For people running home brew blog software or people running their own
wordpress installs, etc, it may offer a nice decentralized way to avoid spam
as well.

I'm not saying it's worth millions, but it doesn't seem entirely useless.

------
philbutler
I find it fascinating that a tool or startup (no matter how innovative) that
is utilized by only 6000 or so Web sites gets so much attention when:

Haloscan, JS-Kit, Sezwho and a score of others dominate this niche.

JS-Kit alone is used by over 50,000 sites and reaches in excess of 20 million
people

The entity in question has a nebulous monetization model

This same platform so far has no revenue sharing for publishers

And most importantly Disqus has no viable way to allow publishers benefit from
their own content's SEO aspect when their content will reside on Disqus
servers.

Disqus is a refined commenting system that in my opinion is designed to be
sold to a brand rather than taken to its natural conclusion by Daniel and his
team. This is the only logical reason for there not being a monetization or
business model in place (or at least in view) and for apparently pirating
massive SEO benefit from published comments (Google might like this, or any
business that can derive such an SEO bonanza).
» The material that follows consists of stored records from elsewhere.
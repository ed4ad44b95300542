//! Error type for input parsing
//!
//! The projection functions are total; only user-supplied text can fail.

use thiserror::Error;

#[derive(Debug, Error, Clone, PartialEq, Eq)]
pub enum Error {
    /// No date of birth was provided
    #[error("date of birth is required")]
    MissingDateOfBirth,

    /// Date of birth could not be read as a calendar date
    #[error("invalid date of birth '{input}': expected YYYY-MM-DD or RFC 3339")]
    InvalidDateOfBirth { input: String },

    /// Current-time override could not be parsed
    #[error("invalid timestamp '{input}': expected RFC 3339 or YYYY-MM-DDTHH:MM:SS")]
    InvalidTimestamp { input: String },
}

/// Shorthand `Result` used by the parsing helpers
pub type Result<T, E = Error> = std::result::Result<T, E>;

#[cfg(test)]
mod tests {
    use super::*;

    #[test]
    fn test_messages_name_accepted_formats() {
        let err = Error::InvalidDateOfBirth {
            input: "15/06/1990".to_string(),
        };
        assert_eq!(
            err.to_string(),
            "invalid date of birth '15/06/1990': expected YYYY-MM-DD or RFC 3339"
        );
        assert_eq!(Error::MissingDateOfBirth.to_string(), "date of birth is required");
    }
}
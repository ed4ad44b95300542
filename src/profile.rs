//! User profile input: the date of birth and an optional clock override

use chrono::{DateTime, FixedOffset, Local, NaiveDate, NaiveDateTime, TimeZone};
use serde::{Deserialize, Serialize};

use crate::error::{Error, Result};

/// Validated user profile
#[derive(Debug, Clone, Copy, PartialEq, Eq, Serialize, Deserialize)]
pub struct Profile {
    pub date_of_birth: NaiveDate,
}

impl Profile {
    /// Parse a date of birth as entered in the setup form
    ///
    /// Accepts `YYYY-MM-DD` or an RFC 3339 timestamp, whose calendar date
    /// is used as written.
    pub fn parse(input: &str) -> Result<Self> {
        let input = input.trim();
        if input.is_empty() {
            return Err(Error::MissingDateOfBirth);
        }

        let date_of_birth = NaiveDate::parse_from_str(input, "%Y-%m-%d")
            .or_else(|_| DateTime::parse_from_rfc3339(input).map(|dt| dt.date_naive()))
            .map_err(|_| Error::InvalidDateOfBirth {
                input: input.to_string(),
            })?;

        Ok(Self { date_of_birth })
    }
}

/// Parse a clock override
///
/// RFC 3339 keeps its offset; a bare `YYYY-MM-DDTHH:MM:SS` is read in the
/// system's local zone.
pub fn parse_now(input: &str) -> Result<DateTime<FixedOffset>> {
    let input = input.trim();
    let invalid = || Error::InvalidTimestamp {
        input: input.to_string(),
    };

    if let Ok(dt) = DateTime::parse_from_rfc3339(input) {
        return Ok(dt);
    }

    let naive = NaiveDateTime::parse_from_str(input, "%Y-%m-%dT%H:%M:%S").map_err(|_| invalid())?;
    Local
        .from_local_datetime(&naive)
        .earliest()
        .map(|dt| dt.fixed_offset())
        .ok_or_else(invalid)
}
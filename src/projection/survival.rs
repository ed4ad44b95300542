//! Survival and cumulative mortality over whole years of age
//!
//! Piecewise-annual hazard: q(x) is constant within each year of age and
//! successive years are conditionally independent, so
//!
//! ```text
//! ₜpₓ = ∏(a=x to x+t-1) (1 - q(a))
//! ₜqₓ = 1 - ₜpₓ
//! ```

use crate::assumptions::MortalityTable;

/// Probability of surviving from `current_age` to `target_age`
///
/// An empty interval (`target_age <= current_age`) is survived with
/// certainty. Years before birth carry no mortality, and every year past the
/// end of the table repeats the last rate, so that tail is folded into one
/// `powf` and the loop never runs more than the table length.
pub fn survival_probability(table: &MortalityTable, current_age: i32, target_age: i32) -> f64 {
    if target_age <= current_age {
        return 1.0;
    }

    let start = current_age.max(0);
    let tail_start = table.max_age() + 1;
    let end = target_age.min(tail_start);

    let mut survival = 1.0;
    for age in start..end {
        survival *= table.annual_survival_probability(age);
    }

    let tail_years = i64::from(target_age) - i64::from(start.max(tail_start));
    if tail_years > 0 {
        survival *= table
            .annual_survival_probability(tail_start)
            .powf(tail_years as f64);
    }

    survival
}

/// Probability of dying before `target_age` given survival to `current_age`
///
/// Exactly zero when `target_age <= current_age`.
pub fn cumulative_death_probability(table: &MortalityTable, current_age: i32, target_age: i32) -> f64 {
    if target_age <= current_age {
        return 0.0;
    }
    1.0 - survival_probability(table, current_age, target_age)
}

/// Curtate expectation of life eₓ = Σ(k≥1) ₖpₓ
///
/// Past the table the survival factor is constant, so the remaining
/// geometric series is summed in closed form.
pub fn curtate_life_expectancy(table: &MortalityTable, age: i32) -> f64 {
    let max_age = table.max_age();
    let tail_p = table.annual_survival_probability(max_age);

    let mut expectancy = if age < 0 { -f64::from(age) } else { 0.0 };
    let mut survival = 1.0;
    for a in age.max(0)..max_age {
        survival *= table.annual_survival_probability(a);
        expectancy += survival;
    }

    expectancy + survival * tail_p / (1.0 - tail_p)
}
It is in Fred Wilson's benefit to see that the world thinks a comment system
will replace Google, and this is why you see such assertions (he is in on the
investment). I on the other hand represent JS-Kit and have an interest too.
So, I suggest you do your investigating and see what the story is for
yourselves.

I was one of the first to review Disqus when it arrived om the scene - a great
platform and a bright developer. At the time I did not know of any flaws
however. These flaws appear to reside in the intentions of the startup toward
content, its owners and transparency in my view. Perhaps you should ask the
question: "Show me the money" a little more forcefully?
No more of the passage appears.